WHAT THE TASK REQUIRES: The word "needle" marks the lines to keep; find each one in the data and copy it.
** DATA SECTION follows **
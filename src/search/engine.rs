//! Match engine - category filtering and synonym-expanded search
//!
//! Both operations use the same containment rule: a record matches when its
//! lowercased category contains a term as a substring. Substring matching
//! is deliberate, so a term like "act" also matches "action".

use std::collections::HashSet;
use std::sync::Arc;

use rayon::prelude::*;

use super::lexicon::LexicalDatabase;
use super::synonyms::SynonymExpander;
use super::tokenizer::tokenize;
use crate::catalog::Catalog;
use crate::error::Result;
use crate::types::{Record, SearchOutcome};

/// Expanded vocabulary of one query, all lowercase
pub type TermSet = HashSet<String>;

/// Catalog size from which scans run in parallel
const PARALLEL_SCAN_THRESHOLD: usize = 1000;

/// Records whose category contains `category`, case-insensitively.
///
/// An empty `category` matches every record.
pub fn filter_by_category(catalog: &Catalog, category: &str) -> Vec<Record> {
    let needle = category.to_lowercase();
    scan(catalog, |record| record.category_lower().contains(&needle))
}

/// True if `category` contains any of the (lowercase) terms
pub fn category_matches_any(category: &str, terms: &TermSet) -> bool {
    let category_lower = category.to_lowercase();
    terms.iter().any(|term| category_lower.contains(term.as_str()))
}

/// Scan the catalog in stored order, in parallel for large catalogs
fn scan<F>(catalog: &Catalog, matches: F) -> Vec<Record>
where
    F: Fn(&Record) -> bool + Sync,
{
    let records = catalog.get_all();

    if records.len() >= PARALLEL_SCAN_THRESHOLD {
        records
            .par_iter()
            .filter(|record| matches(record))
            .cloned()
            .collect()
    } else {
        records
            .iter()
            .filter(|record| matches(record))
            .cloned()
            .collect()
    }
}

/// Synonym-expanded keyword search over catalog categories
#[derive(Clone)]
pub struct MatchEngine {
    expander: SynonymExpander,
}

impl MatchEngine {
    pub fn new(lexicon: Arc<dyn LexicalDatabase>) -> Self {
        Self {
            expander: SynonymExpander::new(lexicon),
        }
    }

    /// Tokenize `query_text` and union every token with its synonyms.
    ///
    /// Each token is always part of the set, even when the lexicon knows
    /// nothing about it. One lexicon failure fails the whole expansion.
    pub fn expand_query(&self, query_text: &str) -> Result<TermSet> {
        let mut terms = TermSet::new();
        let mut expanded: HashSet<String> = HashSet::new();

        for token in tokenize(query_text) {
            // Repeated tokens expand to the same lemmas
            if !expanded.insert(token.clone()) {
                continue;
            }
            let synonyms = self.expander.expand(&token)?;
            terms.extend(synonyms);
            terms.insert(token);
        }

        Ok(terms)
    }

    /// Search the catalog for records whose category matches any expanded term
    pub fn search(&self, catalog: &Catalog, query_text: &str) -> Result<SearchOutcome> {
        let terms = self.expand_query(query_text)?;
        if terms.is_empty() {
            tracing::debug!("Query produced no tokens");
            return Ok(SearchOutcome::empty());
        }

        let matches = scan(catalog, |record| category_matches_any(&record.category, &terms));

        tracing::debug!(
            terms = terms.len(),
            matches = matches.len(),
            "Search completed"
        );

        Ok(SearchOutcome::from_matches(matches))
    }
}
//! # Questions
//!
//! Handles free-text messages: shows the typing indicator, then hands the question to the
//! deferred responder. Text carrying the command prefix never reaches the question flow.

use crate::application::responder::DeferredResponder;
use crate::domain::traits::ChatProvider;
use crate::domain::types::{COMMAND_PREFIX, ChatId};
use crate::strings::logs;
use anyhow::Result;

pub async fn handle_question(
    chat: &dyn ChatProvider,
    responder: &DeferredResponder,
    chat_id: ChatId,
    text: &str,
) -> Result<()> {
    let question = text.trim();
    if question.is_empty() || question.starts_with(COMMAND_PREFIX) {
        tracing::debug!("{}", logs::question_ignored(chat_id, question));
        return Ok(());
    }

    tracing::info!("{}", logs::question_received(chat_id, question));

    // A missing indicator is cosmetic; the question still gets answered
    if let Err(e) = chat.typing(chat_id).await {
        tracing::warn!("{}", logs::typing_fail(chat_id, &e));
    }

    responder.schedule(question, chat_id)
}
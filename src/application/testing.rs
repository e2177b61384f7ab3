//! Test doubles for the domain traits.

use async_trait::async_trait;
use std::path::Path;
use std::sync::Mutex;
use std::sync::atomic::{AtomicUsize, Ordering};

use crate::domain::traits::{ChatProvider, QnaProvider, TextExtractor};
use crate::domain::types::{ChatId, Inference, OutgoingMessage, Photo};

/// Everything a `RecordingChat` was asked to deliver, in call order.
#[derive(Debug, Clone, PartialEq)]
pub enum Sent {
    Message {
        chat_id: ChatId,
        message: OutgoingMessage,
    },
    Photo {
        chat_id: ChatId,
        file_name: String,
        caption: OutgoingMessage,
    },
    Ack(String),
    Typing(ChatId),
}

#[derive(Default)]
pub struct RecordingChat {
    sent: Mutex<Vec<Sent>>,
    fail_sends: bool,
}

impl RecordingChat {
    pub fn new() -> Self {
        Self::default()
    }

    /// Records calls but reports every message/photo delivery as failed.
    pub fn failing() -> Self {
        Self {
            fail_sends: true,
            ..Self::default()
        }
    }

    pub fn sent(&self) -> Vec<Sent> {
        self.sent.lock().unwrap().clone()
    }

    pub fn messages_to(&self, chat_id: ChatId) -> Vec<OutgoingMessage> {
        self.sent()
            .into_iter()
            .filter_map(|s| match s {
                Sent::Message { chat_id: c, message } if c == chat_id => Some(message),
                _ => None,
            })
            .collect()
    }

    fn record(&self, entry: Sent) {
        self.sent.lock().unwrap().push(entry);
    }

    fn delivery_result(&self) -> Result<(), String> {
        if self.fail_sends {
            Err("Forbidden: bot was blocked by the user".to_string())
        } else {
            Ok(())
        }
    }
}

#[async_trait]
impl ChatProvider for RecordingChat {
    async fn send_message(
        &self,
        chat_id: ChatId,
        message: &OutgoingMessage,
    ) -> Result<(), String> {
        self.record(Sent::Message {
            chat_id,
            message: message.clone(),
        });
        self.delivery_result()
    }

    async fn send_photo(
        &self,
        chat_id: ChatId,
        photo: Photo,
        caption: &OutgoingMessage,
    ) -> Result<(), String> {
        self.record(Sent::Photo {
            chat_id,
            file_name: photo.file_name,
            caption: caption.clone(),
        });
        self.delivery_result()
    }

    async fn acknowledge(&self, selection_id: &str) -> Result<(), String> {
        self.record(Sent::Ack(selection_id.to_string()));
        Ok(())
    }

    async fn typing(&self, chat_id: ChatId) -> Result<(), String> {
        self.record(Sent::Typing(chat_id));
        Ok(())
    }
}

/// QnA double: answers with the question itself, a fixed span, or an error.
pub enum StubQna {
    Echo,
    Fixed(Inference),
    Failing(String),
}

pub struct CountingQna {
    pub inner: StubQna,
    pub calls: AtomicUsize,
}

impl CountingQna {
    pub fn new(inner: StubQna) -> Self {
        Self {
            inner,
            calls: AtomicUsize::new(0),
        }
    }

    pub fn calls(&self) -> usize {
        self.calls.load(Ordering::SeqCst)
    }
}

#[async_trait]
impl QnaProvider for CountingQna {
    async fn infer(&self, question: &str, _context: &str) -> Result<Inference, String> {
        self.calls.fetch_add(1, Ordering::SeqCst);
        match &self.inner {
            StubQna::Echo => Ok(Inference {
                answer: question.to_string(),
                score: 0.9,
            }),
            StubQna::Fixed(inference) => Ok(inference.clone()),
            StubQna::Failing(e) => Err(e.clone()),
        }
    }
}

pub enum StubExtractor {
    Pages(Vec<String>),
    Failing(String),
    Panicking,
}

impl StubExtractor {
    pub fn pages(pages: &[&str]) -> Self {
        Self::Pages(pages.iter().map(|p| p.to_string()).collect())
    }

    pub fn failing(message: &str) -> Self {
        Self::Failing(message.to_string())
    }
}

impl TextExtractor for StubExtractor {
    fn extract_pages(&self, _path: &Path) -> Result<Vec<String>, String> {
        match self {
            StubExtractor::Pages(pages) => Ok(pages.clone()),
            StubExtractor::Failing(e) => Err(e.clone()),
            StubExtractor::Panicking => panic!("malformed content stream"),
        }
    }
}
//! # QnA Providers
//!
//! Implementations of the `QnaProvider` trait for hosted extractive question-answering models.

mod huggingface;

pub use huggingface::HuggingFaceQna;

/// Error raised by a QnA provider
#[derive(Debug, Clone)]
pub struct Error {
    pub message: String,
    pub provider: String,
}

impl Error {
    pub fn new(provider: &str, message: impl Into<String>) -> Self {
        Self {
            provider: provider.to_string(),
            message: message.into(),
        }
    }
}

impl std::fmt::Display for Error {
    fn fmt(&self, f: &mut std::fmt::Formatter<'_>) -> std::fmt::Result {
        write!(f, "[{}] {}", self.provider, self.message)
    }
}

impl std::error::Error for Error {}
** End of DATA SECTION **
FINISHED TASK:
    let needle = category.to_lowercase();
    scan(catalog, |record| record.category_lower().contains(&needle))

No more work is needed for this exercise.